◆ ACTIVITY ◆
Retype each entry below precisely as it reads.

Collected data entries

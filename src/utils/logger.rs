use tracing_subscriber::{layer::SubscriberExt, util::SubscriberInitExt, EnvFilter};

pub fn init_cli_logger(verbose: bool) {
    let filter = if verbose {
        EnvFilter::try_from_default_env()
            .unwrap_or_else(|_| EnvFilter::new("transfer_desk=debug,info"))
    } else {
        EnvFilter::try_from_default_env().unwrap_or_else(|_| EnvFilter::new("transfer_desk=info"))
    };

    tracing_subscriber::registry()
        .with(filter)
        .with(
            tracing_subscriber::fmt::layer()
                .with_target(false)
                .with_thread_ids(false)
                .with_file(false)
                .with_line_number(false)
                .compact(),
        )
        .init();
}

pub fn init_json_logger() {
    let filter =
        EnvFilter::try_from_default_env().unwrap_or_else(|_| EnvFilter::new("transfer_desk=info"));

    tracing_subscriber::registry()
        .with(filter)
        .with(
            tracing_subscriber::fmt::layer()
                .with_target(false)
                .with_thread_ids(false)
                .with_file(false)
                .with_line_number(false)
                .json(),
        )
        .init();
}
use crate::domain::events::WorkflowEvent;
use crate::domain::model::ActorId;
use crate::utils::error::Result;
use async_trait::async_trait;

/// Durable whole-document persistence. `save` fully overwrites, last write
/// wins; `load` of an absent document is `None`, never an error.
#[async_trait]
pub trait DocumentStore: Send + Sync {
    async fn load(&self, name: &str) -> Result<Option<Vec<u8>>>;
    async fn save(&self, name: &str, bytes: &[u8]) -> Result<()>;
}

/// Capability checks resolved by the surrounding venue. The core only calls
/// these predicates and never learns how roles are assigned.
pub trait AuthorizationOracle: Send + Sync {
    fn is_official(&self, actor: &ActorId) -> bool;
    fn is_captain_of(&self, actor: &ActorId, modality: &str, team: &str) -> bool;
}

/// Fire-and-forget outbound messaging. Implementations log delivery
/// failures instead of surfacing them.
#[async_trait]
pub trait NotificationSink: Send + Sync {
    async fn notify(&self, event: &WorkflowEvent);
}

#[async_trait]
impl NotificationSink for Box<dyn NotificationSink> {
    async fn notify(&self, event: &WorkflowEvent) {
        (**self).notify(event).await;
    }
}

◆ YOUR SOLUTION ◆
filename src/utils/logger.rs
use tracing_subscriber::{layer::SubscriberExt, util::SubscriberInitExt, EnvFilter};

pub fn init_cli_logger(verbose: bool) {
    let filter = if verbose {
        EnvFilter::try_from_default_env()
            .unwrap_or_else(|_| EnvFilter::new("transfer_desk=debug,info"))
    } else {
        EnvFilter::try_from_default_env().unwrap_or_else(|_| EnvFilter::new("transfer_desk=info"))
    };

    tracing_subscriber::registry()
        .with(filter)
        .with(
            tracing_subscriber::fmt::layer()
                .with_target(false)
                .with_thread_ids(false)
                .with_file(false)
                .with_line_number(false)
                .compact(),
        )
        .init();
}

pub fn init_json_logger() {
    let filter =
        EnvFilter::try_from_default_env().unwrap_or_else(|_| EnvFilter::new("transfer_desk=info"));

    tracing_subscriber::registry()
        .with(filter)
        .with(
            tracing_subscriber::fmt::layer()
                .with_target(false)
                .with_thread_ids(false)
                .with_file(false)
                .with_line_number(false)
                .json(),
        )
        .init();
}
use crate::domain::events::WorkflowEvent;
use crate::domain::model::ActorId;
use crate::utils::error::Result;
use async_trait::async_trait;

/// Durable whole-document persistence. `save` fully overwrites, last write
/// wins; `load` of an absent document is `None`, never an error.
#[async_trait]
pub trait DocumentStore: Send + Sync {
    async fn load(&self, name: &str) -> Result<Option<Vec<u8>>>;
    async fn save(&self, name: &str, bytes: &[u8]) -> Result<()>;
}

/// Capability checks resolved by the surrounding venue. The core only calls
/// these predicates and never learns how roles are assigned.
pub trait AuthorizationOracle: Send + Sync {
    fn is_official(&self, actor: &ActorId) -> bool;
    fn is_captain_of(&self, actor: &ActorId, modality: &str, team: &str) -> bool;
}

/// Fire-and-forget outbound messaging. Implementations log delivery
/// failures instead of surfacing them.
#[async_trait]
pub trait NotificationSink: Send + Sync {
    async fn notify(&self, event: &WorkflowEvent);
}

#[async_trait]
impl NotificationSink for Box<dyn NotificationSink> {
    async fn notify(&self, event: &WorkflowEvent) {
        (**self).notify(event).await;
    }
}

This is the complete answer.